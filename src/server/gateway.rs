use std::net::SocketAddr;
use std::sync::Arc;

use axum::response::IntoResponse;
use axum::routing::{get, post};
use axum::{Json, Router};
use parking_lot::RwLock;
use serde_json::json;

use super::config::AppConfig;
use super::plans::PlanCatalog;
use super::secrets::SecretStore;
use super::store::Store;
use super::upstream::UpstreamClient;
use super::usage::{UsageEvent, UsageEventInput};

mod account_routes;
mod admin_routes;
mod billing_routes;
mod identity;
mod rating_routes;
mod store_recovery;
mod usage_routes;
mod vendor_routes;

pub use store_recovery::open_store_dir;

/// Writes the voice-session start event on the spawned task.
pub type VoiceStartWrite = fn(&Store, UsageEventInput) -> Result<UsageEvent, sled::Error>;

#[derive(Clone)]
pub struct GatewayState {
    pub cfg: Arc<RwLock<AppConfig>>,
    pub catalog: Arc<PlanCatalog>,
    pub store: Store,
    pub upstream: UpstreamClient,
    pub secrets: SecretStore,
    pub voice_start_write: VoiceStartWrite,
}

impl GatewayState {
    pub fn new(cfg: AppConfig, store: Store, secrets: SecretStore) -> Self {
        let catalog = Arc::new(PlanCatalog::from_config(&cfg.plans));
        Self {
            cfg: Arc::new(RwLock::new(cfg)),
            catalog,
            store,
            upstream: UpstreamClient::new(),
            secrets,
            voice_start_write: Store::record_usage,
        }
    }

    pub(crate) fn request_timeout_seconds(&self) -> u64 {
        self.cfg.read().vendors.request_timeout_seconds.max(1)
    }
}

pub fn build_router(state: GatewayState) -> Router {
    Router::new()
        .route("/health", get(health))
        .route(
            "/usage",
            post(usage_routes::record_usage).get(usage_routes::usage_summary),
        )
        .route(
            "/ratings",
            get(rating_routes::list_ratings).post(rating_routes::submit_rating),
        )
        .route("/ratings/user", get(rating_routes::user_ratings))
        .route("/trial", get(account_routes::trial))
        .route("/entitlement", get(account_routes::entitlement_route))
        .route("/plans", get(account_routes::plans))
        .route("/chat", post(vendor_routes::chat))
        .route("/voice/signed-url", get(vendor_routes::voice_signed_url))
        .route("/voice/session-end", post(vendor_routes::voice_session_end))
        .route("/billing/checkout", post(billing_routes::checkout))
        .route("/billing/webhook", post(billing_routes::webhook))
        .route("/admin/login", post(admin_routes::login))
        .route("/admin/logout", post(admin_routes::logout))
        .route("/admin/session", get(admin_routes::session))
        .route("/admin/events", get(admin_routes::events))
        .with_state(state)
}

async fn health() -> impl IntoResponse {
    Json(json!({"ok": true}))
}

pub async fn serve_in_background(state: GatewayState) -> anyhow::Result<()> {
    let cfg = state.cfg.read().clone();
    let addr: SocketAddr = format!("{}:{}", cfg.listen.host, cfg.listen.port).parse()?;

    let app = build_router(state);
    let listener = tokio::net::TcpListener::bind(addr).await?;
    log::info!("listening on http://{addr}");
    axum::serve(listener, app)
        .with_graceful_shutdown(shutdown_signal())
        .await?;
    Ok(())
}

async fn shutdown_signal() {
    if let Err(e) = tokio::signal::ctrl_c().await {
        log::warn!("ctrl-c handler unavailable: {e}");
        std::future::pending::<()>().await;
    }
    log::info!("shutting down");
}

* * *

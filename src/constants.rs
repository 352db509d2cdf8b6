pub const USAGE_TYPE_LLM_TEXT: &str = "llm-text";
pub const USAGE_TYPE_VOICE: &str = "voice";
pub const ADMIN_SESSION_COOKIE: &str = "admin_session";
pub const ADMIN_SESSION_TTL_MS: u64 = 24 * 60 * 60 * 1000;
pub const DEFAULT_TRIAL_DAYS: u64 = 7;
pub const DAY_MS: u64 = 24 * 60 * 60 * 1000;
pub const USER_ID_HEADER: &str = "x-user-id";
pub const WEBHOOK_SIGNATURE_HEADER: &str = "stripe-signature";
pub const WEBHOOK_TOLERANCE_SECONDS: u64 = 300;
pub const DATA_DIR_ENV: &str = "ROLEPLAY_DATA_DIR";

→ EXERCISE DETAILS:
The expected answer is an exact copy of the lines above, beginning at the line with "use std::net::SocketAddr;" and ending at the line with "the spawned task.", with both ends in.

→ RESULT FOR THIS TASK:
use std::net::SocketAddr;
use std::sync::Arc;

use axum::response::IntoResponse;
use axum::routing::{get, post};
use axum::{Json, Router};
use parking_lot::RwLock;
use serde_json::json;

use super::config::AppConfig;
use super::plans::PlanCatalog;
use super::secrets::SecretStore;
use super::store::Store;
use super::upstream::UpstreamClient;
use super::usage::{UsageEvent, UsageEventInput};

mod account_routes;
mod admin_routes;
mod billing_routes;
mod identity;
mod rating_routes;
mod store_recovery;
mod usage_routes;
mod vendor_routes;

pub use store_recovery::open_store_dir;

/// Writes the voice-session start event on the spawned task.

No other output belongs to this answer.